What’s the best recipe for fueling growth?
Banks approach growth several ways, with some treating M&A like a line of business and others sticking to slower but often safer organic growth.
“I believe that organic growth is imperative to the long-term performance of the company, [and] we have to be growing organically to be able to provide the returns to our shareholders that they deserve and for us to remain relevant within the industry,” says Greg Steffens, CEO of Southern Missouri Bancorp.
Still, he adds, “we do like to look at M&A.”
Any acquisition has to be “financially rewarding” for shareholders, Steffens says. When Bank Director spoke with him in October 2020, he indicated that for now, he prefers to stick to organic growth and deploy capital in other ways. “[We’re] better off investing in repurchasing our stock,” he says.
In developing an algorithm to understand which of our high performers has the best growth strategy, we awarded prudent profitability, based on growth in earnings per share, return on equity, return on assets and pre-tax pre-provision income, along with the average efficiency ratio over the five years examined, from December 2014 to December 2019. To understand potential earnings growth, we examined average fee income as a percentage of earnings as well as evidence of diverse revenue streams and niche business lines. We also analyzed the bank’s value, based on average tangible book value and price-to-earnings, as well as growth of those metrics.
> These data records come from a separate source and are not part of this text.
//! Request types for identity provider writes.
//!
//! These carry raw, possibly absent, flag values and turn them into records.
//! Following the Functional Core pattern, everything here is pure: the value-or-`@file`
//! indirection and the remote calls happen in the shell.

use super::error::IdentityProviderError;
use super::types::{IdentityProvider, IdentityProviderType};

/// An empty flag value counts as not supplied.
fn supplied(value: Option<String>) -> Option<String> {
    value.filter(|v| !v.is_empty())
}

fn require(value: Option<String>, flag: &'static str) -> Result<String, IdentityProviderError> {
    supplied(value).ok_or(IdentityProviderError::MissingFlag(flag))
}

/// Raw input for creating an identity provider.
#[derive(Debug, Clone, Default, PartialEq, Eq)]
pub struct CreateIdentityProviderRequest {
    pub idp_type: Option<String>,
    pub name: Option<String>,
    pub description: Option<String>,
    pub kubernetes_host: Option<String>,
    pub kubernetes_ca_cert: Option<String>,
    pub kubernetes_service_account_jwt: Option<String>,
}

impl CreateIdentityProviderRequest {
    /// Create an empty request.
    pub fn new() -> Self {
        Self::default()
    }

    /// Set the identity provider type.
    pub fn with_type(mut self, idp_type: impl Into<String>) -> Self {
        self.idp_type = Some(idp_type.into());
        self
    }

    /// Set the identity provider name.
    pub fn with_name(mut self, name: impl Into<String>) -> Self {
        self.name = Some(name.into());
        self
    }

    /// Set the description.
    pub fn with_description(mut self, description: impl Into<String>) -> Self {
        self.description = Some(description.into());
        self
    }

    /// Set the Kubernetes API server URL.
    pub fn with_kubernetes_host(mut self, host: impl Into<String>) -> Self {
        self.kubernetes_host = Some(host.into());
        self
    }

    /// Set the Kubernetes CA certificate.
    pub fn with_kubernetes_ca_cert(mut self, ca_cert: impl Into<String>) -> Self {
        self.kubernetes_ca_cert = Some(ca_cert.into());
        self
    }

    /// Set the service account JWT used for token review.
    pub fn with_kubernetes_service_account_jwt(mut self, jwt: impl Into<String>) -> Self {
        self.kubernetes_service_account_jwt = Some(jwt.into());
        self
    }

    /// Validate the request and build the record to create.
    ///
    /// Checks run in flag order and the first failure is returned: type, name,
    /// supported type, then the fields the type requires.
    pub fn into_identity_provider(self) -> Result<IdentityProvider, IdentityProviderError> {
        let idp_type = require(self.idp_type, "type")?;
        let name = require(self.name, "name")?;
        let idp_type: IdentityProviderType = idp_type.parse()?;

        let idp = match idp_type {
            IdentityProviderType::Kubernetes => IdentityProvider::kubernetes(
                name,
                require(self.kubernetes_host, "kubernetes-host")?,
                require(self.kubernetes_ca_cert, "kubernetes-ca-cert")?,
                require(
                    self.kubernetes_service_account_jwt,
                    "kubernetes-service-account-jwt",
                )?,
            ),
        };

        Ok(IdentityProvider {
            description: supplied(self.description),
            ..idp
        })
    }
}

/// How an update combines flags with the stored record.
#[derive(Debug, Clone, Copy, Default, PartialEq, Eq)]
pub enum UpdateMode {
    /// Fetch the stored record and overwrite only the supplied fields.
    #[default]
    Merge,
    /// Build the whole record from flags without reading the stored one.
    Replace,
}

impl UpdateMode {
    /// Maps the `--no-merge` flag to a mode.
    pub fn from_no_merge(no_merge: bool) -> Self {
        if no_merge {
            UpdateMode::Replace
        } else {
            UpdateMode::Merge
        }
    }
}

/// Raw input for updating an identity provider.
#[derive(Debug, Clone, Default, PartialEq, Eq)]
pub struct UpdateIdentityProviderRequest {
    pub name: Option<String>,
    pub description: Option<String>,
    pub kubernetes_host: Option<String>,
    pub kubernetes_ca_cert: Option<String>,
    pub kubernetes_service_account_jwt: Option<String>,
}

impl UpdateIdentityProviderRequest {
    /// Create an update request targeting `name`.
    pub fn new(name: impl Into<String>) -> Self {
        Self {
            name: Some(name.into()),
            ..Self::default()
        }
    }

    /// Set the description.
    pub fn with_description(mut self, description: impl Into<String>) -> Self {
        self.description = Some(description.into());
        self
    }

    /// Set the Kubernetes API server URL.
    pub fn with_kubernetes_host(mut self, host: impl Into<String>) -> Self {
        self.kubernetes_host = Some(host.into());
        self
    }

    /// Set the Kubernetes CA certificate.
    pub fn with_kubernetes_ca_cert(mut self, ca_cert: impl Into<String>) -> Self {
        self.kubernetes_ca_cert = Some(ca_cert.into());
        self
    }

    /// Set the service account JWT used for token review.
    pub fn with_kubernetes_service_account_jwt(mut self, jwt: impl Into<String>) -> Self {
        self.kubernetes_service_account_jwt = Some(jwt.into());
        self
    }

    /// Returns the target name, or an error when none was supplied.
    pub fn name(&self) -> Result<&str, IdentityProviderError> {
        match self.name.as_deref() {
            Some(name) if !name.is_empty() => Ok(name),
            _ => Err(IdentityProviderError::UpdateWithoutName),
        }
    }

    /// Transform the CA certificate value, if one was supplied.
    pub fn try_map_ca_cert<E>(
        mut self,
        f: impl FnOnce(String) -> Result<String, E>,
    ) -> Result<Self, E> {
        self.kubernetes_ca_cert = match supplied(self.kubernetes_ca_cert) {
            Some(ca_cert) => Some(f(ca_cert)?),
            None => None,
        };
        Ok(self)
    }

    /// Apply the supplied fields to a stored record. Omitted fields keep their value.
    pub fn apply_to(self, idp: &mut IdentityProvider) {
        if let Some(description) = supplied(self.description) {
            idp.description = Some(description);
        }
        if let Some(host) = supplied(self.kubernetes_host) {
            idp.kubernetes_host = host;
        }
        if let Some(ca_cert) = supplied(self.kubernetes_ca_cert) {
            idp.kubernetes_ca_cert = ca_cert;
        }
        if let Some(jwt) = supplied(self.kubernetes_service_account_jwt) {
            idp.kubernetes_service_account_jwt = jwt;
        }
    }

    /// Build a full replacement record from the supplied fields alone.
    ///
    /// Every Kubernetes field is mandatory here, checked in flag order.
    pub fn into_replacement(self) -> Result<IdentityProvider, IdentityProviderError> {
        let name = self.name()?.to_string();
        let idp = IdentityProvider::kubernetes(
            name,
            require(self.kubernetes_host, "kubernetes-host")?,
            require(self.kubernetes_ca_cert, "kubernetes-ca-cert")?,
            require(
                self.kubernetes_service_account_jwt,
                "kubernetes-service-account-jwt",
            )?,
        );

        Ok(IdentityProvider {
            description: supplied(self.description),
            ..idp
        })
    }
}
Finally, we examined M&A based on the number of deals closed, and acquired deposits and loans as a percentage of the buyer’s assets. We also examined deal costs as a percentage of the purchase price, calculating an average ratio for the deals completed by the institution. If a bank didn’t complete an acquisition in the more than five years we examined — 2015 through June 2020 — they simply weren’t scored for this element.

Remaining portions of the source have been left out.